Salinari graduated in literature at the University of Rome in 1941. A member of the Italian Communist Party, he was an active participant in the Patriotic Action Groups. He was one of the organizers of the Via Rasella attack in March 1944.[1]
He was arrested by Italian fascists in April 1944 and handed to the German occupiers. He remained a prisoner of the Germans until the liberation of Rome.[2]

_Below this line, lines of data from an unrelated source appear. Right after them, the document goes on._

// SPDX-License-Identifier: MPL-2.0
//! Toast records stored by the queue.

use super::timer::Timer;
use std::fmt;
use std::time::Duration;

/// Unique identifier for a toast within one queue.
///
/// Keys are allocated from a per-queue counter and never reused, so a stale
/// key held by the display layer can only ever refer to a toast that is gone.
#[derive(Debug, Clone, Copy, PartialEq, Eq, Hash, PartialOrd, Ord)]
pub struct ToastKey(u64);

impl ToastKey {
    pub(crate) fn new(raw: u64) -> Self {
        Self(raw)
    }

    /// Returns the raw counter value of this key.
    #[must_use]
    pub fn get(self) -> u64 {
        self.0
    }
}

impl fmt::Display for ToastKey {
    fn fmt(&self, f: &mut fmt::Formatter<'_>) -> fmt::Result {
        write!(f, "toast-{}", self.0)
    }
}

/// Per-toast options passed to [`ToastQueue::add`](super::ToastQueue::add).
#[derive(Debug, Clone, Copy, Default, PartialEq, Eq)]
pub struct ToastOptions {
    /// Auto-dismiss delay. `None` keeps the toast until it is closed.
    pub timeout: Option<Duration>,
}

impl ToastOptions {
    /// Options with an auto-dismiss timeout.
    #[must_use]
    pub fn with_timeout(timeout: Duration) -> Self {
        Self {
            timeout: Some(timeout),
        }
    }
}

/// A queued toast: its key, caller-supplied content and dismissal timer.
#[derive(Debug, Clone)]
pub struct Toast<T> {
    key: ToastKey,
    content: T,
    timeout: Option<Duration>,
    pub(crate) timer: Option<Timer>,
}

impl<T> Toast<T> {
    pub(crate) fn new(key: ToastKey, content: T, timeout: Option<Duration>) -> Self {
        Self {
            key,
            content,
            timeout,
            timer: None,
        }
    }

    #[must_use]
    pub fn key(&self) -> ToastKey {
        self.key
    }

    #[must_use]
    pub fn content(&self) -> &T {
        &self.content
    }

    /// The effective timeout, after the queue's minimum was applied.
    #[must_use]
    pub fn timeout(&self) -> Option<Duration> {
        self.timeout
    }

    /// Returns the scheduled dismissal timer, if one has been started.
    #[must_use]
    pub fn timer(&self) -> Option<&Timer> {
        self.timer.as_ref()
    }
}
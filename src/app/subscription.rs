// SPDX-License-Identifier: MPL-2.0
//! Event subscriptions for the demo application.

use super::Message;
use crate::config::TICK_INTERVAL_MS;
use iced::{time, Subscription};
use std::time::Duration;

/// Creates a periodic tick subscription for toast auto-dismiss.
///
/// Only runs while there are toasts whose timers could fire.
pub fn create_tick_subscription(has_timers: bool) -> Subscription<Message> {
    if has_timers {
        time::every(Duration::from_millis(TICK_INTERVAL_MS)).map(Message::Tick)
    } else {
        Subscription::none()
    }
}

Salinari taught at the universities of Palermo, Cagliari, Milan, Salerno and Rome where he chaired the Faculty of Letters in 1977. He was responsible for the Cultural Section of the Communist Party. In 1954 he founded with the magazine Il Contemporaneo with Antonello Trombadori which promoted Marxist aesthetics.[3]
He was a convinced defender of neorealism and wrote numerous articles and essays on this theme which were partially collected in 1960 in the volumes La questione del realismo (The question of neorealism) and, in 1967, in Preludio e fine del realismo in Italia (Prelude and End of Neorealism in Italy).
He studied decadentism and completed several studies on Gabriele D'Annunzio, Giovanni Pascoli, Antonio Fogazzaro and Luigi Pirandello. Among his many works are remembered Miti e coscienza del decadentismo italiano (Myths and consciousness of Italian decadentism, 1960), Storia popolare della letteratura italiana (Popular history of Italian literature, 1962), as well as his commentary on Boccaccio's Decameron (1963).
He was director of the magazine Il Calendario del Popolo from 1966 until his death in 1977.[4]